In a letter yesterday to President Joe Biden, the lawmakers argued that a new schedule for the sale of federal oil and gas drilling rights in the Gulf would help ease high energy prices.
“Increasing domestic oil production to meet demand is a critical step to lowering gas prices and reducing our reliance on foreign sources,” Manchin and Kelly wrote.
Tapping the Gulf of Mexico should “enable the United States to become more energy independent to meet emerging geopolitical threats,” the letter states.
The current five-year plan, inked under President Barack Obama, expires in June, but the Biden administration has yet to release details on what comes next.
A Trump administration plan to allow greater oil and gas development in untapped waters in the Atlantic, Arctic and Pacific oceans fell apart after sparking significant resistance from coastal states and a legal battle over potential drilling in waters protected by an Obama-era moratorium. A revised five-year proposal was never released (Energywire, Jan. 5, 2018).
The Biden administration froze new oil and gas leasing last year during a review of the federal oil and gas program. It was forced to restart leasing by a federal judge, but its first and only oil auction — in the Gulf of Mexico in November — was overturned by a different judge for not doing a strong enough assessment of climate impacts.
The administration has not appealed that ruling.
Manchin and Kelly’s letter echoes recent critiques from GOP lawmakers that the Biden administration is slow walking the national leasing program, while also pushing the oil and gas industry to drill more to combat high prices (E&E Daily, April 1).
New leasing, or leasing plans, would not have an immediate impact on the global oil supply or the current price hike, experts agree. But industry has warned that a lapse in the offshore oil and gas plan may be unprecedented and have long-term consequences for production and federal revenue (E&E News PM, March 29).
Melissa Schwartz, an Interior Department spokesperson, last week said a new five-year plan was being “actively” developed. She also noted that 76 percent of leased offshore acreage is “unused and nonproducing.”

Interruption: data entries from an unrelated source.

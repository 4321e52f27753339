// ============================================================================
// Service Configuration
// Collection binding and record schema for a coordinate service
// ============================================================================

use super::point::CollectionKind;

#[cfg(feature = "serde")]
use serde::Serialize;

/// Comprehensive configuration for creating a coordinate service
#[derive(Debug, Clone, PartialEq, Eq)]
#[cfg_attr(feature = "serde", derive(Serialize))]
pub struct ServiceConfig {
    /// Storage collection queried by the service (e.g. "earthquakes", "source")
    pub collection: String,

    /// Record schema, chosen once from the collection name
    pub kind: CollectionKind,
}

impl ServiceConfig {
    /// Create a configuration for a collection; the schema follows its name.
    pub fn new(collection: impl Into<String>) -> Self {
        let collection = collection.into();
        let kind = CollectionKind::from_collection_name(&collection);
        Self { collection, kind }
    }

    /// Builder method: Override the record schema
    pub fn with_kind(mut self, kind: CollectionKind) -> Self {
        self.kind = kind;
        self
    }

    /// Validate the configuration
    pub fn validate(&self) -> Result<(), String> {
        if self.collection.is_empty() {
            return Err("Collection name cannot be empty".to_string());
        }

        Ok(())
    }
}

// ============================================================================
// Preset Configurations (Factory Methods)
// ============================================================================

impl ServiceConfig {
    /// Quake catalogue: `earthquakes` collection, magnitude carried through
    pub fn earthquakes() -> Self {
        Self::new("earthquakes")
    }

    /// Station inventory: `source` collection, `id` (or net.sta.loc) carried through
    pub fn stations() -> Self {
        Self::new("source")
    }
}

impl Default for ServiceConfig {
    fn default() -> Self {
        Self::earthquakes()
    }
}
// ============================================================================
// Engine Module
// Contains the longitude arithmetic pipeline and the lookup service
// ============================================================================

mod coordinate_service;
mod normalizer;
mod planner;
mod projector;

pub mod factory;

pub use coordinate_service::CoordinateService;
pub use factory::{create_from_config, CoordinateServiceBuilder};
pub use normalizer::{is_canonical, normalize};
pub use planner::plan;
pub use projector::ResultProjector;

Biden and Democrats have blamed oil and gas companies for not drilling more to depress prices and alleged intentional price gouging to boost profits. Biden, yesterday, announced a 180-million-barrel release of national oil reserves over the next six months to combat the price pains from the oil shortage.
The lawmakers’ letter also argues that the sale of Gulf oil and gas leases is consistent with Biden’s climate goals, noting that direct emissions from offshore production is less than other regions.
“Allowing energy projects to languish in court or remain suspended in years of bureaucratic limbo is not addressing the pain at the pump or the climate crisis,” they said. “The United States can and should increase its renewable energy production and lower its greenhouse gas emissions, but this must occur responsibly, pragmatically, and through an all-of-the-above energy approach that takes advantage of our resources at home.”